**Required work:** Reproduce the line that holds "self.previous = std::mem::replace(&mut" together with all the lines after it up to the end of the entries.

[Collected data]
____
//! Kindle Probe - Input binding inspector
//!
//! Opens a small window and logs every action press and release from a TOML
//! binding file. Useful for checking keyboard layouts and gamepad mappings.
//!
//! Usage:
//!   kindle-probe [--config <bindings.toml>] [--deadzone <0-32767>] [-v]

mod app;
mod probe;

use anyhow::{Context, Result};
use app::ProbeApp;
use clap::Parser;
use kindle_input::{DesktopBackend, InputConfig, InputManager};
use kindle_runtime::MonotonicClock;
use probe::{Probe, DEFAULT_BINDINGS};
use std::path::PathBuf;
use winit::event_loop::EventLoop;

#[derive(Parser)]
#[command(name = "kindle-probe")]
#[command(about = "Log Kindle input actions as they fire")]
struct Args {
    /// Binding file (built-in bindings when omitted)
    #[arg(long)]
    config: Option<PathBuf>,

    /// Override the stick/trigger deadzone
    #[arg(long)]
    deadzone: Option<u16>,

    /// Log at debug level
    #[arg(short, long)]
    verbose: bool,
}

fn main() -> Result<()> {
    let args = Args::parse();

    use env_logger::{Builder, Env};
    let default_level = if args.verbose { "debug" } else { "info" };
    Builder::from_env(Env::default().default_filter_or(default_level)).init();

    let config = match &args.config {
        Some(path) => InputConfig::load(path)
            .with_context(|| format!("Failed to load bindings from {}", path.display()))?,
        None => InputConfig::from_toml_str(DEFAULT_BINDINGS)
            .context("Built-in bindings are invalid")?,
    };

    let mut input = InputManager::from_config(&config).context("Failed to set up input")?;
    if let Some(deadzone) = args.deadzone {
        input.set_deadzone(deadzone);
    }

    log::info!("Actions:");
    for (name, id) in input.actions().names() {
        log::info!("  {id:>2}  {name}");
    }

    let backend = DesktopBackend::new();
    let probe = Probe::new(input, MonotonicClock::new());

    let event_loop = EventLoop::new()?;
    let mut app = ProbeApp::new(probe, backend, "Kindle Probe".to_string());
    event_loop.run_app(&mut app)?;
    app.finish();

    Ok(())
}
//! Frame-to-frame edge evaluation shared by every device class

/// Which transition a check asks about.
///
/// Keyboard, mouse, gamepad and action checks all funnel through
/// [`Trigger::eval`], so an action mixing device types has one meaning of
/// "pressed" and "released".
#[derive(Debug, Clone, Copy, PartialEq, Eq)]
pub enum Trigger {
    /// Active in the current frame
    Down,
    /// Active now, inactive in the previous frame (rising edge)
    Pressed,
    /// Inactive now, active in the previous frame (falling edge)
    Released,
}

impl Trigger {
    pub fn eval(self, current: bool, previous: bool) -> bool {
        match self {
            Trigger::Down => current,
            Trigger::Pressed => current && !previous,
            Trigger::Released => !current && previous,
        }
    }
}

/// Current and previous value of a device snapshot.
///
/// `advance` is the only way the previous value changes, so previous always
/// holds what current held one update earlier.
#[derive(Debug, Clone, Default, PartialEq)]
pub struct Buffered<T> {
    current: T,
    previous: T,
}

impl<T> Buffered<T> {
    pub fn new(current: T, previous: T) -> Self {
        Self { current, previous }
    }

    /// Rotate current into previous and store the freshly polled value
    pub fn advance(&mut self, next: T) {
        self.previous = std::mem::replace(&mut self.current, next);
    }

    pub fn current(&self) -> &T {
        &self.current
    }

    pub fn previous(&self) -> &T {
        &self.previous
    }

    /// Evaluate a trigger over a predicate applied to both frames
    pub fn test(&self, trigger: Trigger, active: impl Fn(&T) -> bool) -> bool {
        trigger.eval(active(&self.current), active(&self.previous))
    }
}

impl<T: Clone> Buffered<T> {
    /// Both frames hold `value`; no edge is visible until the next advance
    pub fn settled(value: T) -> Self {
        Self {
            previous: value.clone(),
            current: value,
        }
    }
}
____
**Solution to the problem:**
        self.previous = std::mem::replace(&mut self.current, next);
    }

    pub fn current(&self) -> &T {
        &self.current
    }

    pub fn previous(&self) -> &T {
        &self.previous
    }

    /// Evaluate a trigger over a predicate applied to both frames
    pub fn test(&self, trigger: Trigger, active: impl Fn(&T) -> bool) -> bool {
        trigger.eval(active(&self.current), active(&self.previous))
    }
}

impl<T: Clone> Buffered<T> {
    /// Both frames hold `value`; no edge is visible until the next advance
    pub fn settled(value: T) -> Self {
        Self {
            previous: value.clone(),
            current: value,
        }
    }
}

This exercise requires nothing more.